WHAT YOU NEED TO DO: Show every line of the records below that contains the word "allow".
THE DATA: Begin
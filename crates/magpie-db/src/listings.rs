//! Listing row operations for the `job_listings` table.
//!
//! Upserts overwrite by `job_id`, so re-scraping a posting refreshes the
//! stored row instead of duplicating it.

use crate::error::{DatabaseError, Result};
use chrono::{DateTime, Utc};
use magpie_core::{JobId, JobListing};
use sqlx::sqlite::SqliteRow;
use sqlx::{Executor, Pool, Row, Sqlite};

/// Insert or overwrite a job listing keyed by `job_id`.
///
/// # Errors
/// Returns `DatabaseError` if the statement fails.
pub async fn upsert<'e, E>(executor: E, listing: &JobListing) -> Result<()>
where
    E: Executor<'e, Database = Sqlite>,
{
    sqlx::query(
        "INSERT INTO job_listings (
            job_id, title, detail_url, summary, company, location, country_code,
            listed_at, salary, work_type, classification, sub_classification,
            work_arrangements, updated_at
        ) VALUES (?, ?, ?, ?, ?, ?, ?, ?, ?, ?, ?, ?, ?, ?)
        ON CONFLICT(job_id) DO UPDATE SET
            title = excluded.title,
            detail_url = excluded.detail_url,
            summary = excluded.summary,
            company = excluded.company,
            location = excluded.location,
            country_code = excluded.country_code,
            listed_at = excluded.listed_at,
            salary = excluded.salary,
            work_type = excluded.work_type,
            classification = excluded.classification,
            sub_classification = excluded.sub_classification,
            work_arrangements = excluded.work_arrangements,
            updated_at = excluded.updated_at",
    )
    .bind(listing.job_id.as_str())
    .bind(&listing.title)
    .bind(&listing.detail_url)
    .bind(&listing.summary)
    .bind(&listing.company)
    .bind(&listing.location)
    .bind(&listing.country_code)
    .bind(listing.listed_at.to_rfc3339())
    .bind(&listing.salary)
    .bind(&listing.work_type)
    .bind(&listing.classification)
    .bind(&listing.sub_classification)
    .bind(&listing.work_arrangements)
    .bind(Utc::now().to_rfc3339())
    .execute(executor)
    .await?;

    Ok(())
}

/// Get a listing by id.
///
/// # Errors
/// Returns `DatabaseError` if the query fails or a row cannot be decoded.
pub async fn get(pool: &Pool<Sqlite>, job_id: &JobId) -> Result<Option<JobListing>> {
    let row = sqlx::query(
        "SELECT job_id, title, detail_url, summary, company, location, country_code,
                listed_at, salary, work_type, classification, sub_classification,
                work_arrangements
         FROM job_listings WHERE job_id = ?",
    )
    .bind(job_id.as_str())
    .fetch_optional(pool)
    .await?;

    row.map(|r| from_row(&r)).transpose()
}

/// Get every listing whose id has no corresponding detail row.
///
/// This is the work queue for the enrichment phase; order is unspecified.
///
/// # Errors
/// Returns `DatabaseError` if the query fails or a row cannot be decoded.
pub async fn missing_detail(pool: &Pool<Sqlite>) -> Result<Vec<JobListing>> {
    let rows = sqlx::query(
        "SELECT l.job_id, l.title, l.detail_url, l.summary, l.company, l.location,
                l.country_code, l.listed_at, l.salary, l.work_type, l.classification,
                l.sub_classification, l.work_arrangements
         FROM job_listings l
         LEFT JOIN job_details d ON d.job_id = l.job_id
         WHERE d.job_id IS NULL",
    )
    .fetch_all(pool)
    .await?;

    rows.iter().map(from_row).collect()
}

/// Count stored listings.
///
/// # Errors
/// Returns `DatabaseError` if the query fails.
pub async fn count(pool: &Pool<Sqlite>) -> Result<i64> {
    let count = sqlx::query_scalar::<_, i64>("SELECT COUNT(*) FROM job_listings")
        .fetch_one(pool)
        .await?;
    Ok(count)
}

fn from_row(row: &SqliteRow) -> Result<JobListing> {
    let job_id: String = row.try_get("job_id")?;
    let listed_at: String = row.try_get("listed_at")?;

    Ok(JobListing {
        job_id: JobId::new(job_id).map_err(|e| DatabaseError::Decode(e.to_string()))?,
        title: row.try_get("title")?,
        detail_url: row.try_get("detail_url")?,
        summary: row.try_get("summary")?,
        company: row.try_get("company")?,
        location: row.try_get("location")?,
        country_code: row.try_get("country_code")?,
        listed_at: parse_timestamp(&listed_at)?,
        salary: row.try_get("salary")?,
        work_type: row.try_get("work_type")?,
        classification: row.try_get("classification")?,
        sub_classification: row.try_get("sub_classification")?,
        work_arrangements: row.try_get("work_arrangements")?,
    })
}

/// Parse an RFC3339 timestamp column.
pub(crate) fn parse_timestamp(value: &str) -> Result<DateTime<Utc>> {
    DateTime::parse_from_rfc3339(value)
        .map(|dt| dt.with_timezone(&Utc))
        .map_err(|e| DatabaseError::Decode(format!("invalid timestamp '{value}': {e}")))
}

#[cfg(test)]
mod tests {
    use super::*;
    use crate::{connection, migrations};
    use chrono::TimeZone;

    async fn setup_pool() -> Pool<Sqlite> {
        let pool = connection::open_pool(":memory:").await.expect("open pool");
        migrations::run_migrations(&pool)
            .await
            .expect("run migrations");
        pool
    }

    fn sample_listing(job_id: &str, title: &str) -> JobListing {
        JobListing {
            job_id: JobId::new(job_id).expect("valid job id"),
            title: title.to_string(),
            detail_url: format!("https://www.seek.co.nz/job/{job_id}"),
            summary: "A role".to_string(),
            company: "Acme".to_string(),
            location: "Wellington".to_string(),
            country_code: "NZ".to_string(),
            listed_at: Utc.with_ymd_and_hms(2025, 6, 1, 8, 0, 0).unwrap(),
            salary: Some("$100k".to_string()),
            work_type: Some("Full time".to_string()),
            classification: None,
            sub_classification: None,
            work_arrangements: None,
        }
    }

    #[tokio::test]
    async fn test_upsert_and_get() {
        let pool = setup_pool().await;
        let listing = sample_listing("100", "Engineer");

        upsert(&pool, &listing).await.expect("upsert listing");

        let stored = get(&pool, &listing.job_id)
            .await
            .expect("get listing")
            .expect("listing exists");
        assert_eq!(stored, listing);
    }

    #[tokio::test]
    async fn test_upsert_overwrites_in_place() {
        let pool = setup_pool().await;

        upsert(&pool, &sample_listing("100", "Engineer"))
            .await
            .expect("first upsert");
        upsert(&pool, &sample_listing("100", "Senior Engineer"))
            .await
            .expect("second upsert");

        assert_eq!(count(&pool).await.expect("count"), 1);

        let stored = get(&pool, &JobId::new("100").expect("valid job id"))
            .await
            .expect("get listing")
            .expect("listing exists");
        assert_eq!(stored.title, "Senior Engineer");
    }

    #[tokio::test]
    async fn test_missing_detail_lists_unenriched() {
        let pool = setup_pool().await;

        upsert(&pool, &sample_listing("100", "Engineer"))
            .await
            .expect("upsert 100");
        upsert(&pool, &sample_listing("200", "Analyst"))
            .await
            .expect("upsert 200");

        let pending = missing_detail(&pool).await.expect("missing detail");
        assert_eq!(pending.len(), 2);

        // Enrich one of them directly
        sqlx::query(
            "INSERT INTO job_details (job_id, status, is_expired, content, updated_at)
             VALUES ('100', 'Active', 0, 'body', '2025-06-01T00:00:00Z')",
        )
        .execute(&pool)
        .await
        .expect("insert detail row");

        let pending = missing_detail(&pool).await.expect("missing detail");
        assert_eq!(pending.len(), 1);
        assert_eq!(pending[0].job_id.as_str(), "200");
    }
}
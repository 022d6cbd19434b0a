//! Concrete site adapters for the magpie scrape engine.
//!
//! Each adapter implements [`magpie_scraper::SiteAdapter`]: pure URL
//! building and extraction for one job board. Seek is the only adapter so
//! far; the trait is the seam for adding more.

#![warn(missing_docs)]
#![warn(clippy::all)]
#![warn(clippy::pedantic)]
#![allow(clippy::module_name_repetitions)]
#![allow(clippy::missing_errors_doc)]
#![allow(clippy::missing_panics_doc)]

pub mod seek;

pub use seek::SeekSite;

/// Site names selectable from the CLI.
#[must_use]
pub fn available_sites() -> &'static [&'static str] {
    &["seek"]
}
THE DATA: End
EXERCISE ANSWER:
#![allow(clippy::module_name_repetitions)]
#![allow(clippy::missing_errors_doc)]
#![allow(clippy::missing_panics_doc)]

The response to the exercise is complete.